Given information section start

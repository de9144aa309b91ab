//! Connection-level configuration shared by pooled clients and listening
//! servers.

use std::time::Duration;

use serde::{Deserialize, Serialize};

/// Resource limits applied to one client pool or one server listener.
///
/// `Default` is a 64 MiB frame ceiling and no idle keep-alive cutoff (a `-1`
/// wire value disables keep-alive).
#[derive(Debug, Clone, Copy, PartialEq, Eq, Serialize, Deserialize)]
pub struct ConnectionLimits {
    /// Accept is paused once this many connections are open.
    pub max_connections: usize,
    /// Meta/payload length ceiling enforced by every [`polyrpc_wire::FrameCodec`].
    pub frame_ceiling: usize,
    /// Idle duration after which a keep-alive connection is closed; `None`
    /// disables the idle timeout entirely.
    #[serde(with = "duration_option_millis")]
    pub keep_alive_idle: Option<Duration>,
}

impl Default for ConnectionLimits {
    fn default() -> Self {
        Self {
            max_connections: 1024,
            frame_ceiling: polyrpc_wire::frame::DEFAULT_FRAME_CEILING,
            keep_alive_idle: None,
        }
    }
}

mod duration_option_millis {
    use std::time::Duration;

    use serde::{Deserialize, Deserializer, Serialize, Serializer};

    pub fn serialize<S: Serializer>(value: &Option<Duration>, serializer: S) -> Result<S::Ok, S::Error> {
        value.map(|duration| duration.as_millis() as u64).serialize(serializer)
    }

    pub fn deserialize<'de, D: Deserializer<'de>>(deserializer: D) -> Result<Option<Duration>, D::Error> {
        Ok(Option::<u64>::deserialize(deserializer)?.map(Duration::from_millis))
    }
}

Given information section end

Assigned task:
Exact duplication of all the data above is expected.

Output for this task:
repository de9144aa309b91ab
//! Connection-level configuration shared by pooled clients and listening
//! servers.

use std::time::Duration;

use serde::{Deserialize, Serialize};

/// Resource limits applied to one client pool or one server listener.
///
/// `Default` is a 64 MiB frame ceiling and no idle keep-alive cutoff (a `-1`
/// wire value disables keep-alive).
#[derive(Debug, Clone, Copy, PartialEq, Eq, Serialize, Deserialize)]
pub struct ConnectionLimits {
    /// Accept is paused once this many connections are open.
    pub max_connections: usize,
    /// Meta/payload length ceiling enforced by every [`polyrpc_wire::FrameCodec`].
    pub frame_ceiling: usize,
    /// Idle duration after which a keep-alive connection is closed; `None`
    /// disables the idle timeout entirely.
    #[serde(with = "duration_option_millis")]
    pub keep_alive_idle: Option<Duration>,
}

impl Default for ConnectionLimits {
    fn default() -> Self {
        Self {
            max_connections: 1024,
            frame_ceiling: polyrpc_wire::frame::DEFAULT_FRAME_CEILING,
            keep_alive_idle: None,
        }
    }
}

mod duration_option_millis {
    use std::time::Duration;

    use serde::{Deserialize, Deserializer, Serialize, Serializer};

    pub fn serialize<S: Serializer>(value: &Option<Duration>, serializer: S) -> Result<S::Ok, S::Error> {
        value.map(|duration| duration.as_millis() as u64).serialize(serializer)
    }

    pub fn deserialize<'de, D: Deserializer<'de>>(deserializer: D) -> Result<Option<Duration>, D::Error> {
        Ok(Option::<u64>::deserialize(deserializer)?.map(Duration::from_millis))
    }
}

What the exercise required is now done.